La Nuova Via della Seta rappresenta un importante strategia del Governo cinese. Tra Oriente e Occidente non è mai mancato il legame storico e culturale che ora si sta rafforzando con una ben maggiore ampiezza. L’Italia è fondamentale nell’importanza dello sviluppo umanistico. Ricordiamo che la strategia «One belt one road» prevede almeno 60 tappe per attività collegate alla New Silk Road e trasporto e comunicazione sono i punti di forza della nostra banca. Noi siamo pronti. Esiste una notevole serie di attività che noi stiamo seguendo attentamente circa 10 delle nostre filiali si trovano lungo la Via della Seta. Il problema in tutti questi casi è sempre il grande fabbisogno di capitale.

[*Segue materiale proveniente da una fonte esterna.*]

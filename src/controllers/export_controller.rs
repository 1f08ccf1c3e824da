//! Exportación de reportes PDF
//!
//! Genera el PDF, lo sube al bucket de exportaciones y devuelve una URL
//! firmada. El evento de auditoría es best-effort: si falla se registra en
//! el log y la URL se devuelve igual.

use serde_json::json;
use std::sync::Arc;
use std::time::Duration;
use uuid::Uuid;

use crate::controllers::require_branch;
use crate::dto::visit_dto::HistoryQuery;
use crate::models::{HistoryWindow, VisitEventType};
use crate::repositories::GateStore;
use crate::services::report_service::{
    history_report_path, visit_report_path, ReportRenderer, HISTORY_ROW_LIMIT,
};
use crate::state::AppState;
use crate::storage::{ExportStorage, PDF_CONTENT_TYPE};
use crate::utils::errors::{not_found_error, AppResult};
use crate::utils::validation::day_range_utc;

pub struct ExportController {
    store: Arc<dyn GateStore>,
    storage: Arc<dyn ExportStorage>,
    renderer: ReportRenderer,
    company_id: Uuid,
    branch_id: Option<Uuid>,
    ttl: Duration,
}

impl ExportController {
    pub fn new(state: &AppState) -> Self {
        Self {
            store: state.store.clone(),
            storage: state.storage.clone(),
            renderer: state.report_renderer(),
            company_id: state.company_id(),
            branch_id: state.branch_id(),
            ttl: state.config.signed_url_ttl,
        }
    }

    /// PDF "Registro de Visita"
    pub async fn export_visit(&self, visit_id: Uuid) -> AppResult<String> {
        let visit = self
            .store
            .visit_detail(self.company_id, visit_id)
            .await?
            .ok_or_else(|| not_found_error("Visita não encontrada."))?;

        let pdf = self.renderer.render_visit(&visit)?;
        let url = self.publish(&visit_report_path(visit_id), pdf).await?;

        self.record(Some(visit_id), VisitEventType::PdfExported, json!({ "url": url }))
            .await;
        Ok(url)
    }

    /// PDF del historial del período en la filial configurada
    pub async fn export_history(&self, query: &HistoryQuery) -> AppResult<String> {
        let range = query.range()?;
        let branch_id = require_branch(self.branch_id)?;
        let (from, to) = day_range_utc(range.start, range.end);

        let window = HistoryWindow {
            from,
            to,
            offset: 0,
            limit: HISTORY_ROW_LIMIT,
        };
        let (visits, total) = self
            .store
            .visit_history(self.company_id, branch_id, &window)
            .await?;
        if total > HISTORY_ROW_LIMIT {
            tracing::warn!(
                "⚠️ Historial con {} registros; el PDF incluye solo {}",
                total,
                HISTORY_ROW_LIMIT
            );
        }

        let (start, end) = (range.start_label(), range.end_label());
        let pdf = self.renderer.render_history(&start, &end, &visits)?;
        let url = self.publish(&history_report_path(&start, &end), pdf).await?;

        self.record(
            None,
            VisitEventType::HistoryPdfExported,
            json!({ "start": start, "end": end, "url": url }),
        )
        .await;
        Ok(url)
    }

    async fn publish(&self, path: &str, pdf: Vec<u8>) -> AppResult<String> {
        self.storage.ensure_bucket().await;
        self.storage.upload(path, pdf, PDF_CONTENT_TYPE).await?;
        let url = self.storage.signed_url(path, self.ttl).await?;
        tracing::info!("📄 Reporte {} exportado", path);
        Ok(url)
    }

    async fn record(
        &self,
        visit_id: Option<Uuid>,
        event_type: VisitEventType,
        meta: serde_json::Value,
    ) {
        if let Err(e) = self.store.record_event(visit_id, event_type, meta).await {
            tracing::warn!("⚠️ No se pudo registrar el evento {}: {}", event_type.as_str(), e);
        }
    }
}
use serde::Serialize;

/// Respuesta estándar `{ ok: true, data }`
#[derive(Debug, Serialize)]
pub struct ApiResponse<T> {
    pub ok: bool,
    pub data: T,
}

impl<T> ApiResponse<T> {
    pub fn success(data: T) -> Self {
        Self { ok: true, data }
    }
}

/// Respuesta sin cuerpo `{ ok: true }`
#[derive(Debug, Serialize)]
pub struct OkResponse {
    pub ok: bool,
}

impl OkResponse {
    pub fn new() -> Self {
        Self { ok: true }
    }
}

impl Default for OkResponse {
    fn default() -> Self {
        Self::new()
    }
}

/// Respuesta de las exportaciones `{ ok: true, url }`
#[derive(Debug, Serialize)]
pub struct UrlResponse {
    pub ok: bool,
    pub url: String,
}

impl UrlResponse {
    pub fn new(url: String) -> Self {
        Self { ok: true, url }
    }
}
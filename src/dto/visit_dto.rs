use chrono::NaiveDate;
use serde::{Deserialize, Serialize};
use uuid::Uuid;
use validator::Validate;

use crate::models::{visit::DEFAULT_PURPOSE, Visit, VisitDetail};
use crate::utils::errors::{AppError, AppResult};
use crate::utils::validation::{blank_as_none, parse_date, RequestSchema};

pub const DEFAULT_PAGE_SIZE: i64 = 10;
pub const MIN_PAGE_SIZE: i64 = 5;
pub const MAX_PAGE_SIZE: i64 = 50;
/// Página más alta aceptada; el offset `(page - 1) * page_size` siempre cabe en i64
pub const MAX_PAGE: i64 = i64::MAX / MAX_PAGE_SIZE;

const RANGE_REQUIRED: &str = "Parâmetros obrigatórios: start e end (YYYY-MM-DD).";

/// Request de check-in
#[derive(Debug, Deserialize, Validate)]
#[serde(rename_all = "camelCase")]
pub struct CheckinRequest {
    pub person_id: Option<Uuid>,
    pub vehicle_id: Option<Uuid>,
    #[serde(default, deserialize_with = "blank_as_none")]
    #[validate(length(max = 100, message = "Motivo muito longo."))]
    pub purpose: Option<String>,
}

/// Check-in validado
#[derive(Debug, Clone, PartialEq)]
pub struct Checkin {
    pub person_id: Option<Uuid>,
    pub vehicle_id: Option<Uuid>,
    pub purpose: String,
}

impl RequestSchema for CheckinRequest {
    type Valid = Checkin;

    fn finish(self) -> AppResult<Checkin> {
        Ok(Checkin {
            person_id: self.person_id,
            vehicle_id: self.vehicle_id,
            purpose: self
                .purpose
                .unwrap_or_else(|| DEFAULT_PURPOSE.to_string()),
        })
    }
}

/// Respuesta `{ ok: true, visit }`
#[derive(Debug, Serialize)]
pub struct VisitResponse {
    pub ok: bool,
    pub visit: Visit,
}

impl VisitResponse {
    pub fn new(visit: Visit) -> Self {
        Self { ok: true, visit }
    }
}

/// Query del historial y de su exportación. Los números llegan como texto
/// para que un valor no numérico caiga en el default en vez de rechazar la petición.
#[derive(Debug, Default, Deserialize)]
#[serde(rename_all = "camelCase")]
pub struct HistoryQuery {
    pub start: Option<String>,
    pub end: Option<String>,
    pub page: Option<String>,
    pub page_size: Option<String>,
}

/// Período validado (días completos, inclusivo)
#[derive(Debug, Clone, PartialEq)]
pub struct DateRange {
    pub start: NaiveDate,
    pub end: NaiveDate,
}

impl DateRange {
    pub fn start_label(&self) -> String {
        self.start.format("%Y-%m-%d").to_string()
    }

    pub fn end_label(&self) -> String {
        self.end.format("%Y-%m-%d").to_string()
    }
}

impl HistoryQuery {
    pub fn range(&self) -> AppResult<DateRange> {
        let parse = |value: &Option<String>| value.as_deref().and_then(parse_date);
        match (parse(&self.start), parse(&self.end)) {
            (Some(start), Some(end)) => Ok(DateRange { start, end }),
            _ => Err(AppError::BadRequest(RANGE_REQUIRED.to_string())),
        }
    }

    /// Página acotada a [1, MAX_PAGE] y tamaño de página acotado a [5, 50]
    pub fn pagination(&self) -> (i64, i64) {
        let number = |value: &Option<String>| {
            value
                .as_deref()
                .and_then(|v| v.trim().parse::<i64>().ok())
        };
        let page = number(&self.page).unwrap_or(1).clamp(1, MAX_PAGE);
        let page_size = number(&self.page_size)
            .unwrap_or(DEFAULT_PAGE_SIZE)
            .clamp(MIN_PAGE_SIZE, MAX_PAGE_SIZE);
        (page, page_size)
    }
}

/// Total de páginas; nunca menor que 1
pub fn total_pages(total: i64, page_size: i64) -> i64 {
    let pages = (total + page_size - 1) / page_size;
    pages.max(1)
}

/// Página del historial
#[derive(Debug, Serialize)]
#[serde(rename_all = "camelCase")]
pub struct HistoryPage {
    pub ok: bool,
    pub data: Vec<VisitDetail>,
    pub page: i64,
    pub page_size: i64,
    pub total: i64,
    pub total_pages: i64,
}

impl HistoryPage {
    pub fn new(data: Vec<VisitDetail>, page: i64, page_size: i64, total: i64) -> Self {
        Self {
            ok: true,
            data,
            page,
            page_size,
            total,
            total_pages: total_pages(total, page_size),
        }
    }
}
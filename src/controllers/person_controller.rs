use std::sync::Arc;
use uuid::Uuid;

use crate::models::{NewPerson, Person, PersonChanges};
use crate::repositories::GateStore;
use crate::state::AppState;
use crate::utils::errors::{not_found_error, AppResult};

const DUPLICATE_DOCUMENT: &str = "Já existe uma pessoa cadastrada com este documento nesta empresa.";
const PERSON_NOT_FOUND: &str = "Pessoa não encontrada.";

pub struct PersonController {
    store: Arc<dyn GateStore>,
    company_id: Uuid,
}

impl PersonController {
    pub fn new(state: &AppState) -> Self {
        Self {
            store: state.store.clone(),
            company_id: state.company_id(),
        }
    }

    pub async fn list(&self) -> AppResult<Vec<Person>> {
        self.store.list_people(self.company_id).await
    }

    pub async fn create(&self, person: NewPerson) -> AppResult<Person> {
        let created = self
            .store
            .insert_person(self.company_id, &person)
            .await
            .map_err(|e| e.on_conflict(DUPLICATE_DOCUMENT))?;

        tracing::info!("👤 Persona registrada: {} ({})", created.full_name, created.id);
        Ok(created)
    }

    pub async fn update(&self, id: Uuid, changes: PersonChanges) -> AppResult<Person> {
        self.store
            .update_person(self.company_id, id, &changes)
            .await
            .map_err(|e| e.on_conflict(DUPLICATE_DOCUMENT))?
            .ok_or_else(|| not_found_error(PERSON_NOT_FOUND))
    }

    pub async fn delete(&self, id: Uuid) -> AppResult<()> {
        if !self.store.delete_person(self.company_id, id).await? {
            return Err(not_found_error(PERSON_NOT_FOUND));
        }
        tracing::info!("🗑️ Persona {} eliminada", id);
        Ok(())
    }
}
use serde::Deserialize;
use uuid::Uuid;
use validator::Validate;

use crate::utils::errors::{AppError, AppResult};
use crate::utils::validation::{parse_id, RequestSchema};

/// Cuerpo de vínculo / desvínculo vehículo-persona
#[derive(Debug, Deserialize, Validate)]
#[serde(rename_all = "camelCase")]
pub struct VehiclePersonRequest {
    pub vehicle_id: Option<Uuid>,
    pub person_id: Option<Uuid>,
}

/// Par ya validado
#[derive(Debug, Clone, Copy, PartialEq)]
pub struct VehiclePersonPair {
    pub vehicle_id: Uuid,
    pub person_id: Uuid,
}

impl RequestSchema for VehiclePersonRequest {
    type Valid = VehiclePersonPair;

    fn finish(self) -> AppResult<VehiclePersonPair> {
        match (self.vehicle_id, self.person_id) {
            (Some(vehicle_id), Some(person_id)) => Ok(VehiclePersonPair {
                vehicle_id,
                person_id,
            }),
            _ => Err(AppError::BadRequest(
                "vehicleId e personId são obrigatórios.".to_string(),
            )),
        }
    }
}

/// `?vehicleId=` opcional del listado
#[derive(Debug, Default, Deserialize)]
#[serde(rename_all = "camelCase")]
pub struct VehiclePeopleQuery {
    pub vehicle_id: Option<String>,
}

impl VehiclePeopleQuery {
    pub fn vehicle_id(&self) -> AppResult<Option<Uuid>> {
        match self.vehicle_id.as_deref().map(str::trim) {
            None | Some("") => Ok(None),
            Some(raw) => parse_id(raw).map(Some),
        }
    }
}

Secondo lei sono possibili alleanze tra CCB e istituti bancari italiani o europei per comuni operazioni?
Il sistema bancario italiano è solido. Direi che la questione è importante, la collaborazione è fattibile, ma a patto di costruire una solida piattaforma che funzioni da velocizzatore degli interventi stessi. Si potrà lavorare anche su questo fronte.
Lei personalmente ha una lunga e importante carriera in People’s Bank of China e prima ancora in Icbc, una grande banca commerciale, la prima della Cina. Cosa le hanno insegnato queste esperienze passate? Come ha vissuto la richiesta del Governo centrale di dimezzare il suo stipendio?
Vero, la mia carriera è stata tutta all’interno del sistema bancario, una cosa di cui sono particolarmente orgoglioso e alla quale mi sono dedicato in tutti questi anni. Certo, il mio entusiasmo non è venuto meno e non è rapportabile al mio stipendio. Quando prendevo meno di quanto prendo adesso, la passione per il mio lavoro non era inferiore a quella attuale. L’esigenza di ridimensionare gli stipendi dei manager pubblici raccordandoli a quelli degli altri dipendenti è un obiettivo che va oltre la lotta alla corruzione, vuol semplicemente attribuire il giusto valore al lavoro anche di responsabilità. Ma come dicevo, per me non è cambiato nulla.